To my friends of the Friday Afternoon Challenge. Read this...

http://www.nytimes.com/2013/11/03/opinion/sunday/keep-the-gates-of-paradise-open.html?ref=opinion&_r=0

This moving piece in today's NYT by Susan Jacoby brought tears to my eyes...

"I RECENTLY made what can best be described as a personal pilgrimage to Florence, Italy, where I wanted to gaze once again on Lorenzo Ghiberti’s recently restored golden Baptistery doors, known as the Gates of Paradise, and remember how they changed my life.

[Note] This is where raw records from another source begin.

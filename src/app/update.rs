use eframe::egui;
use log::{debug, warn};
use sanuml::diagram::Tool;
use sanuml::geometry::distance_to_segment;
use sanuml::model::{ElementKind, Member};

use super::render::{
    NodeStyle, draw_background, draw_node, draw_scene, draw_selected_line, node_size_for,
    tool_button,
};
use super::{DiagramApp, Selection};

impl eframe::App for DiagramApp {
    fn update(&mut self, ctx: &egui::Context, _frame: &mut eframe::Frame) {
        if ctx.input(|i| i.key_pressed(egui::Key::Escape)) {
            self.diagram.cancel_pending();
            self.diagram.release();
        }
        if !ctx.wants_keyboard_input() {
            if ctx.input(|i| i.key_pressed(egui::Key::Delete)) {
                self.delete_selected();
            }
            if ctx.input_mut(|i| i.consume_key(egui::Modifiers::COMMAND, egui::Key::S)) {
                self.save_to_path();
            }
            if ctx.input_mut(|i| i.consume_key(egui::Modifiers::COMMAND, egui::Key::O)) {
                self.open_json_dialog();
            }
        }

        egui::TopBottomPanel::top("top_bar").show(ctx, |ui| {
            egui::menu::bar(ui, |ui| {
                ui.menu_button("File", |ui| {
                    if ui.button("New").clicked() {
                        self.new_diagram();
                        ui.close();
                    }
                    if ui.button("Open... (⌘O)").clicked() {
                        self.open_json_dialog();
                        ui.close();
                    }
                    if ui.button("Save (⌘S)").clicked() {
                        self.save_to_path();
                        ui.close();
                    }
                    if ui.button("Save As...").clicked() {
                        self.save_json_dialog();
                        ui.close();
                    }
                    ui.separator();
                    ui.small("Quick save path:");
                    ui.text_edit_singleline(&mut self.file_path);
                });
                ui.separator();
                let active = self.diagram.active_tool();
                for tool in Tool::ALL {
                    if tool_button(ui, tool, active == Some(tool)) {
                        self.apply_tool(tool);
                    }
                }
            });
        });

        egui::TopBottomPanel::bottom("status_bar").show(ctx, |ui| {
            ui.horizontal(|ui| {
                let tool = self.diagram.active_tool().map_or("Idle", Tool::label);
                ui.label(format!("Tool: {tool}"));
                ui.separator();
                ui.label(format!("{:.0}%", self.view.zoom * 100.0));
                ui.separator();
                if let Some(status) = &self.status {
                    ui.label(status);
                }
            });
        });

        egui::SidePanel::right("right_panel")
            .resizable(true)
            .min_width(220.0)
            .show(ctx, |ui| {
                egui::ScrollArea::vertical().show(ui, |ui| {
                    ui.heading("Properties");
                    ui.separator();
                    self.properties_panel(ui);
                });
            });

        egui::CentralPanel::default().show(ctx, |ui| {
            let (rect, response) =
                ui.allocate_exact_size(ui.available_size(), egui::Sense::click_and_drag());
            let origin = rect.min;

            let scroll_delta = ctx.input(|i| i.raw_scroll_delta.y);
            if scroll_delta.abs() > 0.0 {
                if let Some(hover_pos) = ctx.input(|i| i.pointer.hover_pos()) {
                    if rect.contains(hover_pos) {
                        let zoom_delta = (1.0 + scroll_delta * 0.001).clamp(0.8, 1.25);
                        self.view.zoom_about_screen_point(origin, hover_pos, zoom_delta);
                    }
                }
            }
            if response.dragged_by(egui::PointerButton::Secondary) {
                self.view.pan_screen += response.drag_delta();
            }

            let default_size = self.settings.node_size();
            let sizes: Vec<_> = self
                .diagram
                .document()
                .nodes()
                .map(|n| (n.id, node_size_for(n, default_size)))
                .collect();
            for (id, size) in sizes {
                if let Err(e) = self.diagram.set_node_size(id, size) {
                    warn!(id = id, err:% = e; "Failed to record node size");
                }
            }

            let pointer_world = response
                .interact_pointer_pos()
                .map(|p| self.view.screen_to_world(origin, p));

            if response.drag_started_by(egui::PointerButton::Primary) {
                if let Some(p) = pointer_world {
                    if let Some(id) = self.diagram.node_at(p) {
                        if self.diagram.press_node(id, p) {
                            self.select(Some(Selection::Node(id)));
                        }
                    }
                }
            }
            if response.dragged_by(egui::PointerButton::Primary) {
                if let Some(p) = pointer_world {
                    if let Err(e) = self.diagram.drag_to(p) {
                        warn!(err:% = e; "Drag failed");
                        self.diagram.release();
                    }
                }
            }
            if response.drag_stopped() {
                self.diagram.release();
            }

            if response.clicked() {
                if let Some(p) = pointer_world {
                    self.click_canvas(p);
                }
            }

            let painter = ui.painter_at(rect);
            draw_background(&painter, rect, &self.view);
            let pending = self.diagram.pending_start();
            for node in self.diagram.document().nodes() {
                let Some(world_rect) = self.diagram.node_rect(node.id) else {
                    continue;
                };
                let style = NodeStyle {
                    selected: self.selected == Some(Selection::Node(node.id)),
                    pending: pending == Some(node.id),
                };
                draw_node(&painter, origin, &self.view, node, world_rect, style);
            }
            if let Some(Selection::Relationship(rid)) = self.selected {
                if let Some(visual) = self.diagram.visual(rid) {
                    draw_selected_line(&painter, origin, &self.view, visual.layout().line);
                }
            }
            draw_scene(&painter, origin, &self.view, self.diagram.canvas());
        });
    }
}

impl DiagramApp {
    fn click_canvas(&mut self, p: egui::Pos2) {
        if let Some(id) = self.diagram.node_at(p) {
            self.click_node(id);
            return;
        }
        let threshold = 6.0 / self.view.zoom;
        let hit = self
            .diagram
            .document()
            .relationships
            .iter()
            .filter_map(|r| {
                let line = self.diagram.visual(r.id)?.layout().line;
                let d = distance_to_segment(p, line[0], line[1]);
                (d <= threshold).then_some((r.id, d))
            })
            .min_by(|a, b| a.1.total_cmp(&b.1))
            .map(|(rid, _)| rid);
        debug!(hit:? = hit; "Canvas click");
        self.select(hit.map(Selection::Relationship));
    }

    fn properties_panel(&mut self, ui: &mut egui::Ui) {
        match self.selected {
            Some(Selection::Node(id)) => {
                let Some(node) = self.diagram.node(id).cloned() else {
                    ui.label("Nothing selected");
                    return;
                };
                ui.label(node.kind.label());
                ui.horizontal(|ui| {
                    let edit = ui.text_edit_singleline(&mut self.edit.name);
                    let submitted =
                        edit.lost_focus() && ui.input(|i| i.key_pressed(egui::Key::Enter));
                    if ui.button("Rename").clicked() || submitted {
                        self.rename_selected();
                    }
                });
                ui.separator();

                let sections: &[Member] = match node.kind {
                    ElementKind::Class => &[Member::Attribute, Member::Method],
                    ElementKind::Interface => &[Member::Method],
                };
                let mut removal = None;
                for &member in sections {
                    ui.label(match member {
                        Member::Attribute => "Attributes",
                        Member::Method => "Methods",
                    });
                    for (index, entry) in node.members(member).iter().enumerate() {
                        ui.horizontal(|ui| {
                            if ui.small_button("✕").clicked() {
                                removal = Some((member, index));
                            }
                            ui.label(entry);
                        });
                    }
                    let mut add = false;
                    ui.horizontal(|ui| {
                        let buffer = match member {
                            Member::Attribute => &mut self.edit.new_attribute,
                            Member::Method => &mut self.edit.new_method,
                        };
                        let edit = ui.text_edit_singleline(buffer);
                        add = ui.button("Add").clicked()
                            || (edit.lost_focus() && ui.input(|i| i.key_pressed(egui::Key::Enter)));
                    });
                    if add {
                        self.add_member(member);
                    }
                    ui.separator();
                }
                if let Some((member, index)) = removal {
                    self.remove_member(&node.name, member, index);
                }
                if ui.button("Delete element").clicked() {
                    self.delete_selected();
                }
            }
            Some(Selection::Relationship(rid)) => {
                let Some(record) = self.diagram.document().relationship(rid).cloned() else {
                    ui.label("Nothing selected");
                    return;
                };
                ui.label(format!(
                    "{}: {} → {}",
                    record.kind, record.start_name, record.end_name
                ));
                egui::Grid::new("relationship_fields")
                    .num_columns(2)
                    .show(ui, |ui| {
                        ui.label("Name");
                        ui.text_edit_singleline(&mut self.edit.label);
                        ui.end_row();
                        ui.label("Start multiplicity");
                        ui.text_edit_singleline(&mut self.edit.start_multiplicity);
                        ui.end_row();
                        ui.label("End multiplicity");
                        ui.text_edit_singleline(&mut self.edit.end_multiplicity);
                        ui.end_row();
                    });
                ui.horizontal(|ui| {
                    if ui.button("Apply").clicked() {
                        self.apply_relationship_edit();
                    }
                    if ui.button("Delete").clicked() {
                        self.delete_selected();
                    }
                });
            }
            None => {
                ui.label("Nothing selected");
                ui.small("Pick a tool above. Right-drag pans, scroll zooms.");
            }
        }
    }
}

"When I returned home, I was greeted by the news that parts of the collection of the Detroit Institute of Arts might be sold to pay the bankrupt city’s creditors. Government-ordered estimates of the potential value of a collection containing works by, among others, Fra Angelico and Rembrandt, are due from Christie’s auction house in a few weeks.

"The ugly subtext here is that certain people — say, poor African-Americans in an impoverished city or someone like me, whose parents never took her to an art museum — are too unworthy to derive any benefit from “elite” culture. I suppose I should be grateful that Italy, so often reported to be on the verge of economic collapse, apparently never considered selling the Gates of Paradise to a Disney theme park before I got to see them...."



I am sharing this on my Facebook page and encourage you to do so on yours. It reminds us all that, after all, art always saves us...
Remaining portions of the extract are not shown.